§ Task brief: The whole listing is to be transcribed exactly as it stands.

§ Information shown:

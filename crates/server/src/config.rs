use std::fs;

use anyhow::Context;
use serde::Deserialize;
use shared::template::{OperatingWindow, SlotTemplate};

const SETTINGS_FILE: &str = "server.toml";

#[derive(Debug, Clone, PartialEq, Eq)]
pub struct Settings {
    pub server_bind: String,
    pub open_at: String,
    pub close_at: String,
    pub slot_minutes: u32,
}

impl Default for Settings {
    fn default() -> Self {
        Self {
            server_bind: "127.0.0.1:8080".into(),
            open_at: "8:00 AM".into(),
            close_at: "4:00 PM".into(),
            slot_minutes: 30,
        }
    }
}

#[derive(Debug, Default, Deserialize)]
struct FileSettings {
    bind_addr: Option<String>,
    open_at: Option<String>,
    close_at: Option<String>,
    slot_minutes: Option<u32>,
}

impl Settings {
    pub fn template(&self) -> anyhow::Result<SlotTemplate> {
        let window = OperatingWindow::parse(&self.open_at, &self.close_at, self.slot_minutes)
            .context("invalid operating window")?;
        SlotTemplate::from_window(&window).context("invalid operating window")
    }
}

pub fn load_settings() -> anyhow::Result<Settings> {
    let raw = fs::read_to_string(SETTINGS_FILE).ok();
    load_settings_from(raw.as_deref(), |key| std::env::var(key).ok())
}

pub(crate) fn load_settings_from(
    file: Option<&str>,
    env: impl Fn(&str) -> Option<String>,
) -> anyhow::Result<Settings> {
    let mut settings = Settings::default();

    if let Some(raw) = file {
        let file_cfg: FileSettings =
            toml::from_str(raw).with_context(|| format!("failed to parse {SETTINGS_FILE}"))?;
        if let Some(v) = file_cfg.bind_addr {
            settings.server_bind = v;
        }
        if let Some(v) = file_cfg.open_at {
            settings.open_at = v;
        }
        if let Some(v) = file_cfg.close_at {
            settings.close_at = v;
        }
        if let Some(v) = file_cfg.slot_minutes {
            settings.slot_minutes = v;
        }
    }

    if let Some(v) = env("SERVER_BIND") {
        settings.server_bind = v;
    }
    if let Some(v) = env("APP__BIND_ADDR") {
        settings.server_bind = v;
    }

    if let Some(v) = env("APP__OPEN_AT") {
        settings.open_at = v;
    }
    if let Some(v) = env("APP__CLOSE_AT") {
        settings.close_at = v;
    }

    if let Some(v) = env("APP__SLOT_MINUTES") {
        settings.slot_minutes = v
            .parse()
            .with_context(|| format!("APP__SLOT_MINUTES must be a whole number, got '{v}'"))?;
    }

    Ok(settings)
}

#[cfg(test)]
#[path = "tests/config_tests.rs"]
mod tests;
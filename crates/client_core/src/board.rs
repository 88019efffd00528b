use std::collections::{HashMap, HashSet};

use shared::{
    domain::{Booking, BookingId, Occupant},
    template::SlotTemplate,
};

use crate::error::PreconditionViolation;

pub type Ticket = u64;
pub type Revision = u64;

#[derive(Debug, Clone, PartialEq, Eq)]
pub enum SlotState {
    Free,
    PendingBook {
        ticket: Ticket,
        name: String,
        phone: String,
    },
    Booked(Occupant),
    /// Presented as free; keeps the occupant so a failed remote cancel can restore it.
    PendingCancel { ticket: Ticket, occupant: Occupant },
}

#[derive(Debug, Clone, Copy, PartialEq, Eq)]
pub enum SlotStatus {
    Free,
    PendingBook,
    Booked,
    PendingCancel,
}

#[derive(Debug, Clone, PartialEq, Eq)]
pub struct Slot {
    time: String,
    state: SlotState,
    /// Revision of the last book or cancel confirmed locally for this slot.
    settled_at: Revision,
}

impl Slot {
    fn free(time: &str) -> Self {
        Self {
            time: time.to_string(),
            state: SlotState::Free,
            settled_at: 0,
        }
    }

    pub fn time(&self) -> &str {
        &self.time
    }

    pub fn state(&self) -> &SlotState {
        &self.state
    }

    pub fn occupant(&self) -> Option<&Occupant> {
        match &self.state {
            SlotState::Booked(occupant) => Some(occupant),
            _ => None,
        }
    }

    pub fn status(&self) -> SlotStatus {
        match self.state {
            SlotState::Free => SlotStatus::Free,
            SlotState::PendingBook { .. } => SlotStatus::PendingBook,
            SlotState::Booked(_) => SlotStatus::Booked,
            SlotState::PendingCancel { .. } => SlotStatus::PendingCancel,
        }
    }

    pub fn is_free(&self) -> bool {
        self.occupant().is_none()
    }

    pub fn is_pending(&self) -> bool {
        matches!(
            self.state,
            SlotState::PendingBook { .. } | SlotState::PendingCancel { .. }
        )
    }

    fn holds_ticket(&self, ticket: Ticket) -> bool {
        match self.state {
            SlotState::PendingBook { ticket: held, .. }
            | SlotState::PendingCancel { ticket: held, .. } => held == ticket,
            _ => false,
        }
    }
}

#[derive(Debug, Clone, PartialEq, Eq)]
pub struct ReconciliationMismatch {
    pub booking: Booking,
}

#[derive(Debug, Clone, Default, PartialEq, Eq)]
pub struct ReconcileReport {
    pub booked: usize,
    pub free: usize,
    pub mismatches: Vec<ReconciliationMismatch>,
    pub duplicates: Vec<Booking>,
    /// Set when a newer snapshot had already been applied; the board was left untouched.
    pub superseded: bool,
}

§ Written response:
filename crates/server/src/config.rs
use std::fs;

use anyhow::Context;
use serde::Deserialize;
use shared::template::{OperatingWindow, SlotTemplate};

const SETTINGS_FILE: &str = "server.toml";

#[derive(Debug, Clone, PartialEq, Eq)]
pub struct Settings {
    pub server_bind: String,
    pub open_at: String,
    pub close_at: String,
    pub slot_minutes: u32,
}

impl Default for Settings {
    fn default() -> Self {
        Self {
            server_bind: "127.0.0.1:8080".into(),
            open_at: "8:00 AM".into(),
            close_at: "4:00 PM".into(),
            slot_minutes: 30,
        }
    }
}

#[derive(Debug, Default, Deserialize)]
struct FileSettings {
    bind_addr: Option<String>,
    open_at: Option<String>,
    close_at: Option<String>,
    slot_minutes: Option<u32>,
}

impl Settings {
    pub fn template(&self) -> anyhow::Result<SlotTemplate> {
        let window = OperatingWindow::parse(&self.open_at, &self.close_at, self.slot_minutes)
            .context("invalid operating window")?;
        SlotTemplate::from_window(&window).context("invalid operating window")
    }
}

pub fn load_settings() -> anyhow::Result<Settings> {
    let raw = fs::read_to_string(SETTINGS_FILE).ok();
    load_settings_from(raw.as_deref(), |key| std::env::var(key).ok())
}

pub(crate) fn load_settings_from(
    file: Option<&str>,
    env: impl Fn(&str) -> Option<String>,
) -> anyhow::Result<Settings> {
    let mut settings = Settings::default();

    if let Some(raw) = file {
        let file_cfg: FileSettings =
            toml::from_str(raw).with_context(|| format!("failed to parse {SETTINGS_FILE}"))?;
        if let Some(v) = file_cfg.bind_addr {
            settings.server_bind = v;
        }
        if let Some(v) = file_cfg.open_at {
            settings.open_at = v;
        }
        if let Some(v) = file_cfg.close_at {
            settings.close_at = v;
        }
        if let Some(v) = file_cfg.slot_minutes {
            settings.slot_minutes = v;
        }
    }

    if let Some(v) = env("SERVER_BIND") {
        settings.server_bind = v;
    }
    if let Some(v) = env("APP__BIND_ADDR") {
        settings.server_bind = v;
    }

    if let Some(v) = env("APP__OPEN_AT") {
        settings.open_at = v;
    }
    if let Some(v) = env("APP__CLOSE_AT") {
        settings.close_at = v;
    }

    if let Some(v) = env("APP__SLOT_MINUTES") {
        settings.slot_minutes = v
            .parse()
            .with_context(|| format!("APP__SLOT_MINUTES must be a whole number, got '{v}'"))?;
    }

    Ok(settings)
}

#[cfg(test)]
#[path = "tests/config_tests.rs"]
mod tests;
filename crates/client_core/src/board.rs
repository 88019efffd00528b
use std::collections::{HashMap, HashSet};

use shared::{
    domain::{Booking, BookingId, Occupant},
    template::SlotTemplate,
};

use crate::error::PreconditionViolation;

pub type Ticket = u64;
pub type Revision = u64;

#[derive(Debug, Clone, PartialEq, Eq)]
pub enum SlotState {
    Free,
    PendingBook {
        ticket: Ticket,
        name: String,
        phone: String,
    },
    Booked(Occupant),
    /// Presented as free; keeps the occupant so a failed remote cancel can restore it.
    PendingCancel { ticket: Ticket, occupant: Occupant },
}

#[derive(Debug, Clone, Copy, PartialEq, Eq)]
pub enum SlotStatus {
    Free,
    PendingBook,
    Booked,
    PendingCancel,
}

#[derive(Debug, Clone, PartialEq, Eq)]
pub struct Slot {
    time: String,
    state: SlotState,
    /// Revision of the last book or cancel confirmed locally for this slot.
    settled_at: Revision,
}

impl Slot {
    fn free(time: &str) -> Self {
        Self {
            time: time.to_string(),
            state: SlotState::Free,
            settled_at: 0,
        }
    }

    pub fn time(&self) -> &str {
        &self.time
    }

    pub fn state(&self) -> &SlotState {
        &self.state
    }

    pub fn occupant(&self) -> Option<&Occupant> {
        match &self.state {
            SlotState::Booked(occupant) => Some(occupant),
            _ => None,
        }
    }

    pub fn status(&self) -> SlotStatus {
        match self.state {
            SlotState::Free => SlotStatus::Free,
            SlotState::PendingBook { .. } => SlotStatus::PendingBook,
            SlotState::Booked(_) => SlotStatus::Booked,
            SlotState::PendingCancel { .. } => SlotStatus::PendingCancel,
        }
    }

    pub fn is_free(&self) -> bool {
        self.occupant().is_none()
    }

    pub fn is_pending(&self) -> bool {
        matches!(
            self.state,
            SlotState::PendingBook { .. } | SlotState::PendingCancel { .. }
        )
    }

    fn holds_ticket(&self, ticket: Ticket) -> bool {
        match self.state {
            SlotState::PendingBook { ticket: held, .. }
            | SlotState::PendingCancel { ticket: held, .. } => held == ticket,
            _ => false,
        }
    }
}

#[derive(Debug, Clone, PartialEq, Eq)]
pub struct ReconciliationMismatch {
    pub booking: Booking,
}

#[derive(Debug, Clone, Default, PartialEq, Eq)]
pub struct ReconcileReport {
    pub booked: usize,
    pub free: usize,
    pub mismatches: Vec<ReconciliationMismatch>,
    pub duplicates: Vec<Booking>,
    /// Set when a newer snapshot had already been applied; the board was left untouched.
    pub superseded: bool,
}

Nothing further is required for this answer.